▸ **Task details**:
Could you copy all of the records below exactly as they appear?

Items from a data source:
//! Timer loops for the reminder scans.
//!
//! Fire times are recomputed from the clock on every cycle and never
//! persisted, so a restart simply picks the next slot.

use std::future::Future;
use std::sync::Arc;
use std::time::Duration as StdDuration;

use chrono::{Duration, FixedOffset, NaiveDateTime, NaiveTime};
use tokio::sync::broadcast;

use crate::error::AppResult;
use crate::services::clock::Clock;
use crate::services::reminders::ScanReport;

/// Next `hour:minute` strictly after `now`. Inputs are wall-clock times.
pub fn next_daily_fire(now: NaiveDateTime, hour: u32, minute: u32) -> NaiveDateTime {
    let slot = NaiveTime::from_hms_opt(hour, minute, 0).unwrap_or(NaiveTime::MIN);
    let today = now.date().and_time(slot);
    if today > now {
        today
    } else {
        today + Duration::days(1)
    }
}

/// Run `job` every day at `hour:minute` in `offset` until shutdown.
pub async fn run_daily<F, Fut>(
    name: &'static str,
    clock: Arc<dyn Clock>,
    offset: FixedOffset,
    (hour, minute): (u32, u32),
    mut shutdown: broadcast::Receiver<()>,
    mut job: F,
) where
    F: FnMut() -> Fut,
    Fut: Future<Output = AppResult<ScanReport>>,
{
    // Slot of the previous run. The sleep is monotonic while `now` is wall
    // time, so a clock stepped back mid-sleep must not re-arm the same slot.
    let mut last_fire: Option<NaiveDateTime> = None;

    loop {
        let now = clock.now().with_timezone(&offset).naive_local();
        let from = last_fire.map_or(now, |last| last.max(now));
        let next = next_daily_fire(from, hour, minute);
        let wait = (next - now).to_std().unwrap_or(StdDuration::ZERO);
        tracing::info!("{} job next runs at {} (in {}s)", name, next, wait.as_secs());

        tokio::select! {
            _ = shutdown.recv() => {
                tracing::info!("{} job shutting down", name);
                break;
            }
            _ = tokio::time::sleep(wait) => {}
        }

        last_fire = Some(next);
        match job().await {
            Ok(report) => tracing::debug!("{} job finished: {:?}", name, report),
            Err(e) => tracing::warn!("{} job failed: {:?}", name, e),
        }
    }
}

/// Run `job` every `period` until shutdown. The first run happens one full
/// period after start.
pub async fn run_every<F, Fut>(
    name: &'static str,
    period: StdDuration,
    mut shutdown: broadcast::Receiver<()>,
    mut job: F,
) where
    F: FnMut() -> Fut,
    Fut: Future<Output = AppResult<ScanReport>>,
{
    loop {
        tokio::select! {
            _ = shutdown.recv() => {
                tracing::info!("{} job shutting down", name);
                break;
            }
            _ = tokio::time::sleep(period) => {}
        }

        match job().await {
            Ok(report) => tracing::debug!("{} job finished: {:?}", name, report),
            Err(e) => tracing::warn!("{} job failed: {:?}", name, e),
        }
    }
}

▸ **Solved exercise**:
//! Timer loops for the reminder scans.
//!
//! Fire times are recomputed from the clock on every cycle and never
//! persisted, so a restart simply picks the next slot.

use std::future::Future;
use std::sync::Arc;
use std::time::Duration as StdDuration;

use chrono::{Duration, FixedOffset, NaiveDateTime, NaiveTime};
use tokio::sync::broadcast;

use crate::error::AppResult;
use crate::services::clock::Clock;
use crate::services::reminders::ScanReport;

/// Next `hour:minute` strictly after `now`. Inputs are wall-clock times.
pub fn next_daily_fire(now: NaiveDateTime, hour: u32, minute: u32) -> NaiveDateTime {
    let slot = NaiveTime::from_hms_opt(hour, minute, 0).unwrap_or(NaiveTime::MIN);
    let today = now.date().and_time(slot);
    if today > now {
        today
    } else {
        today + Duration::days(1)
    }
}

/// Run `job` every day at `hour:minute` in `offset` until shutdown.
pub async fn run_daily<F, Fut>(
    name: &'static str,
    clock: Arc<dyn Clock>,
    offset: FixedOffset,
    (hour, minute): (u32, u32),
    mut shutdown: broadcast::Receiver<()>,
    mut job: F,
) where
    F: FnMut() -> Fut,
    Fut: Future<Output = AppResult<ScanReport>>,
{
    // Slot of the previous run. The sleep is monotonic while `now` is wall
    // time, so a clock stepped back mid-sleep must not re-arm the same slot.
    let mut last_fire: Option<NaiveDateTime> = None;

    loop {
        let now = clock.now().with_timezone(&offset).naive_local();
        let from = last_fire.map_or(now, |last| last.max(now));
        let next = next_daily_fire(from, hour, minute);
        let wait = (next - now).to_std().unwrap_or(StdDuration::ZERO);
        tracing::info!("{} job next runs at {} (in {}s)", name, next, wait.as_secs());

        tokio::select! {
            _ = shutdown.recv() => {
                tracing::info!("{} job shutting down", name);
                break;
            }
            _ = tokio::time::sleep(wait) => {}
        }

        last_fire = Some(next);
        match job().await {
            Ok(report) => tracing::debug!("{} job finished: {:?}", name, report),
            Err(e) => tracing::warn!("{} job failed: {:?}", name, e),
        }
    }
}

/// Run `job` every `period` until shutdown. The first run happens one full
/// period after start.
pub async fn run_every<F, Fut>(
    name: &'static str,
    period: StdDuration,
    mut shutdown: broadcast::Receiver<()>,
    mut job: F,
) where
    F: FnMut() -> Fut,
    Fut: Future<Output = AppResult<ScanReport>>,
{
    loop {
        tokio::select! {
            _ = shutdown.recv() => {
                tracing::info!("{} job shutting down", name);
                break;
            }
            _ = tokio::time::sleep(period) => {}
        }

        match job().await {
            Ok(report) => tracing::debug!("{} job finished: {:?}", name, report),
            Err(e) => tracing::warn!("{} job failed: {:?}", name, e),
        }
    }
}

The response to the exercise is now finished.